MATERIAL FOR THIS TASK below:

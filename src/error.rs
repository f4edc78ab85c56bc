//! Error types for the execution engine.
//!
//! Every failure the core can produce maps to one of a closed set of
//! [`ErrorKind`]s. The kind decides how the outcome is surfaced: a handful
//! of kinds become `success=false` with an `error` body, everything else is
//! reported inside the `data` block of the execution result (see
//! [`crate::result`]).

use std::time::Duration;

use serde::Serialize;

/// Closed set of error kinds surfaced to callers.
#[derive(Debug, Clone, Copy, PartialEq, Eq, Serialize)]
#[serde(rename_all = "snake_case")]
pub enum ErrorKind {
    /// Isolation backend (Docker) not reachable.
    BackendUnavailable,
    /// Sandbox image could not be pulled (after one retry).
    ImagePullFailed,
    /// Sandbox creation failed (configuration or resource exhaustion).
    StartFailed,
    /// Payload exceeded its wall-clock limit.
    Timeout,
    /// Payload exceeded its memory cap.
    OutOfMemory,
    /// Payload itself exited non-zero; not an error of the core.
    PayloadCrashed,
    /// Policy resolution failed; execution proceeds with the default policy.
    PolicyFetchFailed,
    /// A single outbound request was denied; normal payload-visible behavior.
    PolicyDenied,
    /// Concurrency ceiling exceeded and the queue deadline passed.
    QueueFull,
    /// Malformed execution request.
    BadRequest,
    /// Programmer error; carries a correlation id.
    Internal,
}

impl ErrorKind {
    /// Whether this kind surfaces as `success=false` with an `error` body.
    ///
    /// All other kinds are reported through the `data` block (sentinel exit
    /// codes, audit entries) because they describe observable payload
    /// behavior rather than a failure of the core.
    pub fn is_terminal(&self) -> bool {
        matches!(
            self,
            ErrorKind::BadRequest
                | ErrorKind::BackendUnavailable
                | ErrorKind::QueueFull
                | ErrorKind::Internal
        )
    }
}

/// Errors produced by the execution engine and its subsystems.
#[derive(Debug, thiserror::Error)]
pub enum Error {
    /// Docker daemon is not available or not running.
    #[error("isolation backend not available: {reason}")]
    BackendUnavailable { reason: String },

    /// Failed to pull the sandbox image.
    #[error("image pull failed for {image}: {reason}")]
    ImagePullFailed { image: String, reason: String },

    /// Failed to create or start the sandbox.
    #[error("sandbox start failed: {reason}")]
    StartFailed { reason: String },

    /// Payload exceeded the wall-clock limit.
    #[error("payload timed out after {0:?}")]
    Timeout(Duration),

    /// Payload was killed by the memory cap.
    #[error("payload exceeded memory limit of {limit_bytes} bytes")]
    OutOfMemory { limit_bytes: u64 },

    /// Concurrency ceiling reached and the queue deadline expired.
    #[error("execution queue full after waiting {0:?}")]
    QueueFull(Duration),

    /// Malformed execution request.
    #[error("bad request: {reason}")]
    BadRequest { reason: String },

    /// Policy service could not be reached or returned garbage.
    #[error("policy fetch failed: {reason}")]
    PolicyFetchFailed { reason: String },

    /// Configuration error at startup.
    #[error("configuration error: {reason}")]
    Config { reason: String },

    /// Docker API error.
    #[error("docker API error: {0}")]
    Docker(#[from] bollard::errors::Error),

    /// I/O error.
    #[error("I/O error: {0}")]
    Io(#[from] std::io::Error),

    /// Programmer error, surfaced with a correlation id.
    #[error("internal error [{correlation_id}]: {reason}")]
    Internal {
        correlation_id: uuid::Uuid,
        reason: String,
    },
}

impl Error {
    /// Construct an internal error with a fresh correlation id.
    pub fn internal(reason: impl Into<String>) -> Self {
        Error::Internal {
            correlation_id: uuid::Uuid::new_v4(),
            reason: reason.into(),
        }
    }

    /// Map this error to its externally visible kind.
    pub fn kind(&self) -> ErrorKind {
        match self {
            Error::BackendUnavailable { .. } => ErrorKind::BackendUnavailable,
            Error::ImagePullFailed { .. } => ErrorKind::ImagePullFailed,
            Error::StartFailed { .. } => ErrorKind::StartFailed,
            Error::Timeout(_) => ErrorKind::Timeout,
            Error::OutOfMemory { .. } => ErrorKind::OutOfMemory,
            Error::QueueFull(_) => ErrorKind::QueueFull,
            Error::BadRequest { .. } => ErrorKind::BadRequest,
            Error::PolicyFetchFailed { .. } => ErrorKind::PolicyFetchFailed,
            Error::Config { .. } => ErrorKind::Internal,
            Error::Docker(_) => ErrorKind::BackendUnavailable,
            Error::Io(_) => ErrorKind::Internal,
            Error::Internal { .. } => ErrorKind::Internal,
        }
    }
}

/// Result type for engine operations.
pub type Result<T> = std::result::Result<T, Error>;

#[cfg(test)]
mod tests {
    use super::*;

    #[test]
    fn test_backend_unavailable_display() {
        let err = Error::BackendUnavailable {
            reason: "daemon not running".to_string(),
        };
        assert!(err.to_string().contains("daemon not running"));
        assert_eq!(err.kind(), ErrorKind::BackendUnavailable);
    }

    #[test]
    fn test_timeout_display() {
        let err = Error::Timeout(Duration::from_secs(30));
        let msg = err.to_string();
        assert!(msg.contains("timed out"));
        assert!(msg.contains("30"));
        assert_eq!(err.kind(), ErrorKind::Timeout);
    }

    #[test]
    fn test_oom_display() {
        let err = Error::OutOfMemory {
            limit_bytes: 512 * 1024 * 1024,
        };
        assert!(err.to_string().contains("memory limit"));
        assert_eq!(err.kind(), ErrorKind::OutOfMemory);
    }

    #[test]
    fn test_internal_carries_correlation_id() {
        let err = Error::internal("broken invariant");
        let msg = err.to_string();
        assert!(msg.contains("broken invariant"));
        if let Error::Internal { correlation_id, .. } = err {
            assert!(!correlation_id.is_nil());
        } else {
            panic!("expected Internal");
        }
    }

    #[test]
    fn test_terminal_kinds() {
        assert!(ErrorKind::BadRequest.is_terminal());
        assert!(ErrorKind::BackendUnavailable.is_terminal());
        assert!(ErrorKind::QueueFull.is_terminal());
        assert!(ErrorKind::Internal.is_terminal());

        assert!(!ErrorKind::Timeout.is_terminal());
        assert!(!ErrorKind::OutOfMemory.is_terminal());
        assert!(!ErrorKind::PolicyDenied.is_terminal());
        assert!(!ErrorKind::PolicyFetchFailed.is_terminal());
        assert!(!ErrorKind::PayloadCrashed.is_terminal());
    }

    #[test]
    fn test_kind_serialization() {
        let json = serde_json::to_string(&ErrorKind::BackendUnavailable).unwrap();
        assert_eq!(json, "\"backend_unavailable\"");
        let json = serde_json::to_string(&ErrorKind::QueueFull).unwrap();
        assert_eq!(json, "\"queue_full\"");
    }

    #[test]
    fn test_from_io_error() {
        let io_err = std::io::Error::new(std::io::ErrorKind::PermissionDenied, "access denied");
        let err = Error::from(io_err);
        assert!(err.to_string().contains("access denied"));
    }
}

End of MATERIAL FOR THIS TASK.
MATERIAL FOR THIS TASK below:

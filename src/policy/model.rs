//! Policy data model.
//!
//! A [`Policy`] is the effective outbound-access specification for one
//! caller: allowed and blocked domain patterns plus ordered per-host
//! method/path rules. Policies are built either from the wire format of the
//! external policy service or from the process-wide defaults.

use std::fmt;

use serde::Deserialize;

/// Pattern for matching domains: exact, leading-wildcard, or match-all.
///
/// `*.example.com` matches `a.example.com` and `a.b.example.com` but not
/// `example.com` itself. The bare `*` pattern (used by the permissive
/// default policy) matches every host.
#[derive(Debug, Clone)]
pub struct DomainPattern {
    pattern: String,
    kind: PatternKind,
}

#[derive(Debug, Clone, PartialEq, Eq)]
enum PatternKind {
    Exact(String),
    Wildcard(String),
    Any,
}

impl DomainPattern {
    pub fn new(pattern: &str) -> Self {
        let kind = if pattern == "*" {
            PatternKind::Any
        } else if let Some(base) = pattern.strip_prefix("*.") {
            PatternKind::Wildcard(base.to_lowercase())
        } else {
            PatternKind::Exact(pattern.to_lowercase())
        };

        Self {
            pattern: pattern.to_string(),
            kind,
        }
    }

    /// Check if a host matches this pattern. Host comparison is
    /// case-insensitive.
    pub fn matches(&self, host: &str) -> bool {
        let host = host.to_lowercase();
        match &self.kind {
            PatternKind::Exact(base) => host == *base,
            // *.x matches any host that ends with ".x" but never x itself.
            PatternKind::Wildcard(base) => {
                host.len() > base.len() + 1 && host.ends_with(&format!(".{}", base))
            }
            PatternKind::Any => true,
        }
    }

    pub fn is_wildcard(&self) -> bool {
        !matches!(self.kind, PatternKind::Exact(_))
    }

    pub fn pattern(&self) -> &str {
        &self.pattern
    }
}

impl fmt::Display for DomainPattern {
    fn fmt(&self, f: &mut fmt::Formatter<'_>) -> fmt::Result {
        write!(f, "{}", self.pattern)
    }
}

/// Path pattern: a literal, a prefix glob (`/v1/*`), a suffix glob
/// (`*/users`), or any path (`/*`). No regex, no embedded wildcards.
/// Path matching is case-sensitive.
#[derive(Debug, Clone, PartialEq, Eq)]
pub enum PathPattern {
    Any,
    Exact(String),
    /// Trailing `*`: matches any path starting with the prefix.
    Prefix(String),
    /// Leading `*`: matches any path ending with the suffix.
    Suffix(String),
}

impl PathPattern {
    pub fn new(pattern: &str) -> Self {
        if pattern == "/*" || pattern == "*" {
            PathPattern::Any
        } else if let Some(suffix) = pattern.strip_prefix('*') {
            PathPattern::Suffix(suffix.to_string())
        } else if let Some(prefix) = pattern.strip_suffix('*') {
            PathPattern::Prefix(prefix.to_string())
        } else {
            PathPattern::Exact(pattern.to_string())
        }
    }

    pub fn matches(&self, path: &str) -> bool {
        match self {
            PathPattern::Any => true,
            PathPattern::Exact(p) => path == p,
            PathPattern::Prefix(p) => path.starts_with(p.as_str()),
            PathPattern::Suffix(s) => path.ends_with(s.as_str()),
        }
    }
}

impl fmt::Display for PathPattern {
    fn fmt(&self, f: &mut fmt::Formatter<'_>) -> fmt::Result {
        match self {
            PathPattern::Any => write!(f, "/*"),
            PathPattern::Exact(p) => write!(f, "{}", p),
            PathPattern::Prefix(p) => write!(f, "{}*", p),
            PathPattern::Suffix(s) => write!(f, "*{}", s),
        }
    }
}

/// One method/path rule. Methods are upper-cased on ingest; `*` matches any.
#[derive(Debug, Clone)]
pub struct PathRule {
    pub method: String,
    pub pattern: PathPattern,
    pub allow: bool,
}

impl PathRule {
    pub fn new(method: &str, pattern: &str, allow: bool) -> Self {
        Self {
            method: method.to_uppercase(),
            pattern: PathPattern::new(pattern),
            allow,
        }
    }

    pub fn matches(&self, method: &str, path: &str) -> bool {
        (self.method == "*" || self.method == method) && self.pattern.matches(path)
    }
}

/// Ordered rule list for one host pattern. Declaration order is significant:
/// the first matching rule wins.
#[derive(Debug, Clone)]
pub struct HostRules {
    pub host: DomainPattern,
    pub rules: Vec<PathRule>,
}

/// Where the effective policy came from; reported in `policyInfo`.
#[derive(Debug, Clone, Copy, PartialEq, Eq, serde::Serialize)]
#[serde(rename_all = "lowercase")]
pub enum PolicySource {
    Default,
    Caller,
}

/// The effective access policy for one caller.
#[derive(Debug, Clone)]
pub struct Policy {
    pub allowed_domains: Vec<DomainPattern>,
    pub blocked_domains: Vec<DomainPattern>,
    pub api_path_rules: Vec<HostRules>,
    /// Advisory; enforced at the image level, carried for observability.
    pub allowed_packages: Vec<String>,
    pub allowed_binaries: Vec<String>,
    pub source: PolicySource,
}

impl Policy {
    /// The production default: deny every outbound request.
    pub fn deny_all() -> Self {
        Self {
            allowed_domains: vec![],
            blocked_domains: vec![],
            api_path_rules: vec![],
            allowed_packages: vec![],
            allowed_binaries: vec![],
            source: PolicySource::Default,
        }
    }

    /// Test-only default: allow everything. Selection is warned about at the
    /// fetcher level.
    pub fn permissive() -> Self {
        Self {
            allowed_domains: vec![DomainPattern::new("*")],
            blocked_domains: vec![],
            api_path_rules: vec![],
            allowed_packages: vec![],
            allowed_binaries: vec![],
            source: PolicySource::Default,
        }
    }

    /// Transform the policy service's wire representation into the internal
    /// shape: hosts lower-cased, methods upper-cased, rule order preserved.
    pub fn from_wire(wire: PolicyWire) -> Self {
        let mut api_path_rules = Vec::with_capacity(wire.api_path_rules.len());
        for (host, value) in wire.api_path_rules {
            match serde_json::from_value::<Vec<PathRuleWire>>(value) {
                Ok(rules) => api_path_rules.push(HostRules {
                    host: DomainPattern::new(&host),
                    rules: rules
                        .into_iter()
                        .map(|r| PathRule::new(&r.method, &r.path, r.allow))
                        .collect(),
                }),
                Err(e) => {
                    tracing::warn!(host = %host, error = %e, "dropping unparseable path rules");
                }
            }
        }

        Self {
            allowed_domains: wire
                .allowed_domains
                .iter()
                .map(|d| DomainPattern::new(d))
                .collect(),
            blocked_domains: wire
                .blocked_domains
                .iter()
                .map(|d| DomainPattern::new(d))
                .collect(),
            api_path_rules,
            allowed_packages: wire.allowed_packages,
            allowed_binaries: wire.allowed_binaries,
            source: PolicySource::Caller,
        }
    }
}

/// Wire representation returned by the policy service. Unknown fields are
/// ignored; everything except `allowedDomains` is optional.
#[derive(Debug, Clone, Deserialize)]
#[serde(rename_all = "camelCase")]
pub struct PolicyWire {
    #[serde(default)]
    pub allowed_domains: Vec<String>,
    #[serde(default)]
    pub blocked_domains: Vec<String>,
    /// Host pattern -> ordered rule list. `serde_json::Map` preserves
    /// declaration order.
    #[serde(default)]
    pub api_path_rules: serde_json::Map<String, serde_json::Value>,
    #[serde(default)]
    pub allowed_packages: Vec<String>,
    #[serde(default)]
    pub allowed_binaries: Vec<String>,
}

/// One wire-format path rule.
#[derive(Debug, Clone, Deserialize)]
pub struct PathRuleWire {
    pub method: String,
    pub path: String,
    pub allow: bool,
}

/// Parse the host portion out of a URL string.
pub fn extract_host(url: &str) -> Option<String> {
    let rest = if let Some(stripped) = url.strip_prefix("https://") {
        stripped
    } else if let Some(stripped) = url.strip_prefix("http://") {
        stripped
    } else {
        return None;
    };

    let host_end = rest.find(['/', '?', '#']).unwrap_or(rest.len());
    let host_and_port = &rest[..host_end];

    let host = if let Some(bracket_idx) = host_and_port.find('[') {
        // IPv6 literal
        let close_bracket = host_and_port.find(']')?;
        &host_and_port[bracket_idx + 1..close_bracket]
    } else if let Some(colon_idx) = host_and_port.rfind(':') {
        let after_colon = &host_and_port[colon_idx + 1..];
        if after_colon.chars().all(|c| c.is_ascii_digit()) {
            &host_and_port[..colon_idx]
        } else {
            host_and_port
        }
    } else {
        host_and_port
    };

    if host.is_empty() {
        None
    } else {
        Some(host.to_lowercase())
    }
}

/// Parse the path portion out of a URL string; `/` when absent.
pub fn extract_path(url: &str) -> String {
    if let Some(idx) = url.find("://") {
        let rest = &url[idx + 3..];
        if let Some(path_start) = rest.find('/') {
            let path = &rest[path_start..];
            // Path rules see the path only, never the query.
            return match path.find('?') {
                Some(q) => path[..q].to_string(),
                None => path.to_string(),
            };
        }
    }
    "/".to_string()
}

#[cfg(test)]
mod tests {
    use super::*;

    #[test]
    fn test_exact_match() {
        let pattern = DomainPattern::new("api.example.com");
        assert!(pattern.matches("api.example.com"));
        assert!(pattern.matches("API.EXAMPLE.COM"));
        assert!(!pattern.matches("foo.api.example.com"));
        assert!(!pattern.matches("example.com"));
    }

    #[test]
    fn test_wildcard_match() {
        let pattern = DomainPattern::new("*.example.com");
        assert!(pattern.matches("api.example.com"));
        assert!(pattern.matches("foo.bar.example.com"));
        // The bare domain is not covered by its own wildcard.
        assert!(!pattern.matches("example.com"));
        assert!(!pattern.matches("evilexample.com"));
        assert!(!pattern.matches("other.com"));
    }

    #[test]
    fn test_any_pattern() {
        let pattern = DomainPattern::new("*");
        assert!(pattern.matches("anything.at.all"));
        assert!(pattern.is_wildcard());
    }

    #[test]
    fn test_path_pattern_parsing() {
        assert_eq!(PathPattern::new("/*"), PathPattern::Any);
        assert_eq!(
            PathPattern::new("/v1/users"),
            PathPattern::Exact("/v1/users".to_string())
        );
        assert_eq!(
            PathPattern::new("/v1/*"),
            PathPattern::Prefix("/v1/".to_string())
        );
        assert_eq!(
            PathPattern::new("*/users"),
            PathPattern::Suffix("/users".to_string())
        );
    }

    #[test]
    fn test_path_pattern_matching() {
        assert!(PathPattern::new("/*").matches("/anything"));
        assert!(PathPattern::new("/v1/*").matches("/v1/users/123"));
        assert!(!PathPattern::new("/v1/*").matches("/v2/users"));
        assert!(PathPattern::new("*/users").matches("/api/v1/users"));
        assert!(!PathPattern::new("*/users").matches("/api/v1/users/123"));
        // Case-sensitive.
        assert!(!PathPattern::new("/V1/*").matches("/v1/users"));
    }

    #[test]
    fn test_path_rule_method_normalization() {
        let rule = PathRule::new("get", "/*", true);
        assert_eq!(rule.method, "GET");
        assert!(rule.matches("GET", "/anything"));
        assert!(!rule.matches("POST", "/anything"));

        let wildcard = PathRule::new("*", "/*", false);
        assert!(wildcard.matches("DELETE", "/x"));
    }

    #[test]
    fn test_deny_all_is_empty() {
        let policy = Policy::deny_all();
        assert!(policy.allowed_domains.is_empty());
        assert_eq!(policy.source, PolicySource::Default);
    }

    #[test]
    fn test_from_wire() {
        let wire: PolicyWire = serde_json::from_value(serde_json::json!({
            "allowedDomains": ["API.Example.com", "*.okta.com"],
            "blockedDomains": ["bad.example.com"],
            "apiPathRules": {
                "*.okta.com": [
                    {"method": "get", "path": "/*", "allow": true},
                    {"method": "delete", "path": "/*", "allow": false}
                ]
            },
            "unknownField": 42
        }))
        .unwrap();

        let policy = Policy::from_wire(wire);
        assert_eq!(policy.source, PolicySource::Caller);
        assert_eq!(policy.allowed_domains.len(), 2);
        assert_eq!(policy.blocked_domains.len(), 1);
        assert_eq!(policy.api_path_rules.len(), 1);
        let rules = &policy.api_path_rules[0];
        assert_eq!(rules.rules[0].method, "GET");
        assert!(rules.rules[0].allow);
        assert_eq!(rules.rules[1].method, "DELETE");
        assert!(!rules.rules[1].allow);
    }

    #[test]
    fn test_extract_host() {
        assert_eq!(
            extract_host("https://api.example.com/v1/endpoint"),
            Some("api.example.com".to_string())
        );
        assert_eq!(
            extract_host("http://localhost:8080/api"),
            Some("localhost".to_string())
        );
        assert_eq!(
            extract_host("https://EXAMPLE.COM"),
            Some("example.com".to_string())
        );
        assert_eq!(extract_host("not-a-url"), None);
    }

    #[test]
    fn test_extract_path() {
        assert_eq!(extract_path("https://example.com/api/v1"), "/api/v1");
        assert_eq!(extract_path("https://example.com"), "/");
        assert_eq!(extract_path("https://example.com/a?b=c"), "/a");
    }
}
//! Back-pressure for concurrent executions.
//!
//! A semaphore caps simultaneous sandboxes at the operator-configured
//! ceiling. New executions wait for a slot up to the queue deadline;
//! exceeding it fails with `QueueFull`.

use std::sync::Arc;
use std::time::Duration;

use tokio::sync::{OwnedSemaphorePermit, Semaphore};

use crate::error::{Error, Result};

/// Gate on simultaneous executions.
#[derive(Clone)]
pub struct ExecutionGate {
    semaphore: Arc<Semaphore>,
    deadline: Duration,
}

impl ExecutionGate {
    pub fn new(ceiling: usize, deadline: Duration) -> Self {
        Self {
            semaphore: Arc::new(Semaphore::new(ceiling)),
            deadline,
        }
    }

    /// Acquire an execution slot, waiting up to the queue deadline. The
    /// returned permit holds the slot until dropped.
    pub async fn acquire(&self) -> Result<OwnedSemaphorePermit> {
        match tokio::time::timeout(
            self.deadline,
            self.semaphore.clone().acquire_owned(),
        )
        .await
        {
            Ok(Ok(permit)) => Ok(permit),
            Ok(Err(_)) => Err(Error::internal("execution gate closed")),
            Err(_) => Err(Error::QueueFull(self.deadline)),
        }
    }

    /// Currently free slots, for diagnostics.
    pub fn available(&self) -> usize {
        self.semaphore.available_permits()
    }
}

End of MATERIAL FOR THIS TASK.

> [TASK OBJECTIVE]
In the records, find every line that has the string "PayloadCrashed" and copy it.

> [RESPONSE TO THIS TASK]
    PayloadCrashed,
        assert!(!ErrorKind::PayloadCrashed.is_terminal());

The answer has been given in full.